Aim of the exercise - In your reply, write out each entry exactly as given.

Provided data -
------

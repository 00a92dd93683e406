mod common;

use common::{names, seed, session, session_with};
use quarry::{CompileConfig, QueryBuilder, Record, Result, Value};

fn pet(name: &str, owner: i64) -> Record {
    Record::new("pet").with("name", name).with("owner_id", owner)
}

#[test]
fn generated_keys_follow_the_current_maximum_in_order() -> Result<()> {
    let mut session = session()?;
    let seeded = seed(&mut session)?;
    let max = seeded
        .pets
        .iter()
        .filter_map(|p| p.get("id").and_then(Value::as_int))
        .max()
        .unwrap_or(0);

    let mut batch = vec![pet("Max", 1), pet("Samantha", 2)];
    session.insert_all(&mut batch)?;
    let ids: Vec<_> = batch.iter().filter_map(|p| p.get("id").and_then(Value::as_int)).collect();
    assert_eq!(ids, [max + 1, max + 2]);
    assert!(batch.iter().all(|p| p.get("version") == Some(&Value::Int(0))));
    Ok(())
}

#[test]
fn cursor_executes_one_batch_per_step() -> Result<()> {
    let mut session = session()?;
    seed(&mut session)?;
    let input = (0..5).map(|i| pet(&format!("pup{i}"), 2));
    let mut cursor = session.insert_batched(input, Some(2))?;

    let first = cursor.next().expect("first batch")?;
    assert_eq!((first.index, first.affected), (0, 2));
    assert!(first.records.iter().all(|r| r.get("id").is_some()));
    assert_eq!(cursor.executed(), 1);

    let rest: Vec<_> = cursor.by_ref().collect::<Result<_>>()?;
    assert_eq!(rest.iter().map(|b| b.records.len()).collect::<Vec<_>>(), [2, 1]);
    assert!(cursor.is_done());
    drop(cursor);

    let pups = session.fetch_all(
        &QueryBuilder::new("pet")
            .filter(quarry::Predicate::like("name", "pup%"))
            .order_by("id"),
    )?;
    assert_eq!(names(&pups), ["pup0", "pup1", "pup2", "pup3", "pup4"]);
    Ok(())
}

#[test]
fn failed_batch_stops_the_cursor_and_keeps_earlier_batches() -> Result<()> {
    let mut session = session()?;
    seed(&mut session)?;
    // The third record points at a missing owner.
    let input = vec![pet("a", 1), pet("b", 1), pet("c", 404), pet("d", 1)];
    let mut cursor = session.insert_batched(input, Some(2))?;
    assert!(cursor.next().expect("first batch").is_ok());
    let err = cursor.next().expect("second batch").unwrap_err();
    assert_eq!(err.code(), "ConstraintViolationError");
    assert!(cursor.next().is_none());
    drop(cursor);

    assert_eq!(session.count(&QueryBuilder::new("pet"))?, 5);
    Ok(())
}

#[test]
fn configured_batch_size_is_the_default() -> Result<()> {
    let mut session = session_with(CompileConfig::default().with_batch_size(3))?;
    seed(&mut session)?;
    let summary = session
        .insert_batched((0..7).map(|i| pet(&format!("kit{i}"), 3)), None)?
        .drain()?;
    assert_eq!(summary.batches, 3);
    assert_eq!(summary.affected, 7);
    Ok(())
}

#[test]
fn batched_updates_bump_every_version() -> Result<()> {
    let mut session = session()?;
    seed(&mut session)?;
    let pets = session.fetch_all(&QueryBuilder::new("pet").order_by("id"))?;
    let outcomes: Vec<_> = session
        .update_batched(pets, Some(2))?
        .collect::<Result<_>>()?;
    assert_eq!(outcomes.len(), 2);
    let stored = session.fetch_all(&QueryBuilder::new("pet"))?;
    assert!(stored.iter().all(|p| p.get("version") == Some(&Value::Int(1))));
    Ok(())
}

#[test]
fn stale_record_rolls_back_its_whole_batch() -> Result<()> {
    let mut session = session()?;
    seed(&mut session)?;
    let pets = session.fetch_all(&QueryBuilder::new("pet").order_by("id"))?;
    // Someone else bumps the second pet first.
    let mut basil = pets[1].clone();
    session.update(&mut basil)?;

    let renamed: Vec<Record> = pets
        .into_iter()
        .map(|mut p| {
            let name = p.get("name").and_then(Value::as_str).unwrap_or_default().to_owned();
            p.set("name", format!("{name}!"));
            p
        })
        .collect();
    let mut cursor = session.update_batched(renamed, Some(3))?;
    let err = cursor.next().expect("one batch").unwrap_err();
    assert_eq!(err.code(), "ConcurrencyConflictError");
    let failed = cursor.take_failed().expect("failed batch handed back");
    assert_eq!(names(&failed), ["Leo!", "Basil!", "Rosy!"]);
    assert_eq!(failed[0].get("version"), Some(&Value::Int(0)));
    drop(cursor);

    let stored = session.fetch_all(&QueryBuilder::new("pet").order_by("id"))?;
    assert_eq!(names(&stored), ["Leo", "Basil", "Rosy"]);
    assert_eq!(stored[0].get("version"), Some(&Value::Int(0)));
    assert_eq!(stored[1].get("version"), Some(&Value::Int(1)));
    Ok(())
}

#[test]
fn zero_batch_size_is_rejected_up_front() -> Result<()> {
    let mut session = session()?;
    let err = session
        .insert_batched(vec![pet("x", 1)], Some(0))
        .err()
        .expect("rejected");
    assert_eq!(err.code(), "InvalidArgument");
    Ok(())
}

------

Result of this exercise -
repository 00a92dd93683e406
mod common;

use common::{names, seed, session, session_with};
use quarry::{CompileConfig, QueryBuilder, Record, Result, Value};

fn pet(name: &str, owner: i64) -> Record {
    Record::new("pet").with("name", name).with("owner_id", owner)
}

#[test]
fn generated_keys_follow_the_current_maximum_in_order() -> Result<()> {
    let mut session = session()?;
    let seeded = seed(&mut session)?;
    let max = seeded
        .pets
        .iter()
        .filter_map(|p| p.get("id").and_then(Value::as_int))
        .max()
        .unwrap_or(0);

    let mut batch = vec![pet("Max", 1), pet("Samantha", 2)];
    session.insert_all(&mut batch)?;
    let ids: Vec<_> = batch.iter().filter_map(|p| p.get("id").and_then(Value::as_int)).collect();
    assert_eq!(ids, [max + 1, max + 2]);
    assert!(batch.iter().all(|p| p.get("version") == Some(&Value::Int(0))));
    Ok(())
}

#[test]
fn cursor_executes_one_batch_per_step() -> Result<()> {
    let mut session = session()?;
    seed(&mut session)?;
    let input = (0..5).map(|i| pet(&format!("pup{i}"), 2));
    let mut cursor = session.insert_batched(input, Some(2))?;

    let first = cursor.next().expect("first batch")?;
    assert_eq!((first.index, first.affected), (0, 2));
    assert!(first.records.iter().all(|r| r.get("id").is_some()));
    assert_eq!(cursor.executed(), 1);

    let rest: Vec<_> = cursor.by_ref().collect::<Result<_>>()?;
    assert_eq!(rest.iter().map(|b| b.records.len()).collect::<Vec<_>>(), [2, 1]);
    assert!(cursor.is_done());
    drop(cursor);

    let pups = session.fetch_all(
        &QueryBuilder::new("pet")
            .filter(quarry::Predicate::like("name", "pup%"))
            .order_by("id"),
    )?;
    assert_eq!(names(&pups), ["pup0", "pup1", "pup2", "pup3", "pup4"]);
    Ok(())
}

#[test]
fn failed_batch_stops_the_cursor_and_keeps_earlier_batches() -> Result<()> {
    let mut session = session()?;
    seed(&mut session)?;
    // The third record points at a missing owner.
    let input = vec![pet("a", 1), pet("b", 1), pet("c", 404), pet("d", 1)];
    let mut cursor = session.insert_batched(input, Some(2))?;
    assert!(cursor.next().expect("first batch").is_ok());
    let err = cursor.next().expect("second batch").unwrap_err();
    assert_eq!(err.code(), "ConstraintViolationError");
    assert!(cursor.next().is_none());
    drop(cursor);

    assert_eq!(session.count(&QueryBuilder::new("pet"))?, 5);
    Ok(())
}

#[test]
fn configured_batch_size_is_the_default() -> Result<()> {
    let mut session = session_with(CompileConfig::default().with_batch_size(3))?;
    seed(&mut session)?;
    let summary = session
        .insert_batched((0..7).map(|i| pet(&format!("kit{i}"), 3)), None)?
        .drain()?;
    assert_eq!(summary.batches, 3);
    assert_eq!(summary.affected, 7);
    Ok(())
}

#[test]
fn batched_updates_bump_every_version() -> Result<()> {
    let mut session = session()?;
    seed(&mut session)?;
    let pets = session.fetch_all(&QueryBuilder::new("pet").order_by("id"))?;
    let outcomes: Vec<_> = session
        .update_batched(pets, Some(2))?
        .collect::<Result<_>>()?;
    assert_eq!(outcomes.len(), 2);
    let stored = session.fetch_all(&QueryBuilder::new("pet"))?;
    assert!(stored.iter().all(|p| p.get("version") == Some(&Value::Int(1))));
    Ok(())
}

#[test]
fn stale_record_rolls_back_its_whole_batch() -> Result<()> {
    let mut session = session()?;
    seed(&mut session)?;
    let pets = session.fetch_all(&QueryBuilder::new("pet").order_by("id"))?;
    // Someone else bumps the second pet first.
    let mut basil = pets[1].clone();
    session.update(&mut basil)?;

    let renamed: Vec<Record> = pets
        .into_iter()
        .map(|mut p| {
            let name = p.get("name").and_then(Value::as_str).unwrap_or_default().to_owned();
            p.set("name", format!("{name}!"));
            p
        })
        .collect();
    let mut cursor = session.update_batched(renamed, Some(3))?;
    let err = cursor.next().expect("one batch").unwrap_err();
    assert_eq!(err.code(), "ConcurrencyConflictError");
    let failed = cursor.take_failed().expect("failed batch handed back");
    assert_eq!(names(&failed), ["Leo!", "Basil!", "Rosy!"]);
    assert_eq!(failed[0].get("version"), Some(&Value::Int(0)));
    drop(cursor);

    let stored = session.fetch_all(&QueryBuilder::new("pet").order_by("id"))?;
    assert_eq!(names(&stored), ["Leo", "Basil", "Rosy"]);
    assert_eq!(stored[0].get("version"), Some(&Value::Int(0)));
    assert_eq!(stored[1].get("version"), Some(&Value::Int(1)));
    Ok(())
}

#[test]
fn zero_batch_size_is_rejected_up_front() -> Result<()> {
    let mut session = session()?;
    let err = session
        .insert_batched(vec![pet("x", 1)], Some(0))
        .err()
        .expect("rejected");
    assert_eq!(err.code(), "InvalidArgument");
    Ok(())
}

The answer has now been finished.